**EXERCISE**
Which lines of the records below contain the word "MaterialRef"? Report each of them in full.

***** TASK MATERIAL *****

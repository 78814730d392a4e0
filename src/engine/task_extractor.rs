// ==========================================
// 车间排产引擎 - 任务抽取
// ==========================================
// 职责: 将 Job → Process 展平为可排产任务
// 输入: 订单快照 (调用方顺序) + today
// 输出: PlanTask 列表 (抽取顺序) + 校验提示
// ==========================================
// 过滤规则:
// 1) Done 排除
// 2) Deferred 且 until > today 排除
// 3) hours <= 0 排除 (不产生任何输出)
// 4) hours 非有限值 / workers = 0 视为畸形输入,跳过并记录提示
// 5) 物料引用任一分量为空白 → 视为无需物料,记录提示后照常排产
// ==========================================

use crate::domain::job::{Job, MaterialRef};
use crate::domain::schedule::{ProcessRef, ScheduledTask, ValidationNote};
use crate::domain::types::{ProcessState, TaskStatus};
use chrono::{NaiveDate, NaiveDateTime};
use tracing::{debug, instrument};

/// 工序名归一化（合批键）
///
/// 去除首尾空白、压缩内部空白、转小写
pub fn normalize_process_name(name: &str) -> String {
    name.split_whitespace()
        .collect::<Vec<_>>()
        .join(" ")
        .to_lowercase()
}

// ==========================================
// PlanTask - 可排产任务
// ==========================================
#[derive(Debug, Clone, PartialEq)]
pub struct PlanTask {
    pub process_ref: ProcessRef,
    pub job_name: String,
    pub process_name: String,
    pub batch_key: String,            // 归一化工序名
    pub hours: f64,
    pub workers: u32,
    pub machine: Option<String>,
    pub material: Option<MaterialRef>,
    pub due_date: NaiveDate,
}

impl PlanTask {
    /// 生成排产记录
    pub fn to_record(
        &self,
        status: TaskStatus,
        lanes: Vec<usize>,
        start: Option<NaiveDateTime>,
        end: Option<NaiveDateTime>,
    ) -> ScheduledTask {
        ScheduledTask {
            process_ref: self.process_ref.clone(),
            job_name: self.job_name.clone(),
            process_name: self.process_name.clone(),
            machine: self.machine.clone(),
            workers: self.workers,
            hours: self.hours,
            due_date: self.due_date,
            lanes,
            start,
            end,
            status,
        }
    }

    /// 生成未排入记录
    pub fn unscheduled(&self, status: TaskStatus) -> ScheduledTask {
        self.to_record(status, Vec::new(), None, None)
    }
}

// ==========================================
// ExtractionResult - 抽取结果
// ==========================================
#[derive(Debug, Clone, Default)]
pub struct ExtractionResult {
    pub tasks: Vec<PlanTask>,
    pub notes: Vec<ValidationNote>,
    pub done_count: usize,
    pub deferred_count: usize,
    pub zero_hours_count: usize,
}

// ==========================================
// TaskExtractor - 任务抽取器
// ==========================================
pub struct TaskExtractor {
    // 无状态,不需要注入依赖
}

impl TaskExtractor {
    pub fn new() -> Self {
        Self {}
    }

    /// 抽取可排产任务
    ///
    /// # 参数
    /// - `jobs`: 订单快照（保持调用方顺序）
    /// - `today`: 排产基准日
    #[instrument(skip(self, jobs), fields(job_count = jobs.len()))]
    pub fn extract(&self, jobs: &[Job], today: NaiveDate) -> ExtractionResult {
        let mut result = ExtractionResult::default();

        for job in jobs {
            for (process_index, process) in job.processes.iter().enumerate() {
                if !process.state.is_schedulable_on(today) {
                    match process.state {
                        ProcessState::Done => result.done_count += 1,
                        _ => result.deferred_count += 1,
                    }
                    continue;
                }

                let subject = format!("{}#{}", job.job_id, process_index);

                if !process.hours.is_finite() {
                    result
                        .notes
                        .push(ValidationNote::new(subject, "工时不是有效数值,已跳过"));
                    continue;
                }
                if process.hours <= 0.0 {
                    result.zero_hours_count += 1;
                    continue;
                }
                if process.workers == 0 {
                    result
                        .notes
                        .push(ValidationNote::new(subject, "所需人数无效或为 0,已跳过"));
                    continue;
                }

                let material = match &process.material {
                    Some(m) if m.is_incomplete() => {
                        result.notes.push(ValidationNote::new(
                            subject,
                            "物料引用不完整,按无需物料处理",
                        ));
                        None
                    }
                    other => other.clone(),
                };

                result.tasks.push(PlanTask {
                    process_ref: ProcessRef::new(job.job_id.clone(), process_index),
                    job_name: job.display_name().to_string(),
                    process_name: process.name.clone(),
                    batch_key: normalize_process_name(&process.name),
                    hours: process.hours,
                    workers: process.workers,
                    machine: process.machine.clone(),
                    material,
                    due_date: job.due_date,
                });
            }
        }

        debug!(
            task_count = result.tasks.len(),
            done = result.done_count,
            deferred = result.deferred_count,
            zero_hours = result.zero_hours_count,
            notes = result.notes.len(),
            "任务抽取完成"
        );

        result
    }
}

impl Default for TaskExtractor {
    fn default() -> Self {
        Self::new()
    }
}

*****

**ANSWER TO THIS PROBLEM**
use crate::domain::job::{Job, MaterialRef};
    pub material: Option<MaterialRef>,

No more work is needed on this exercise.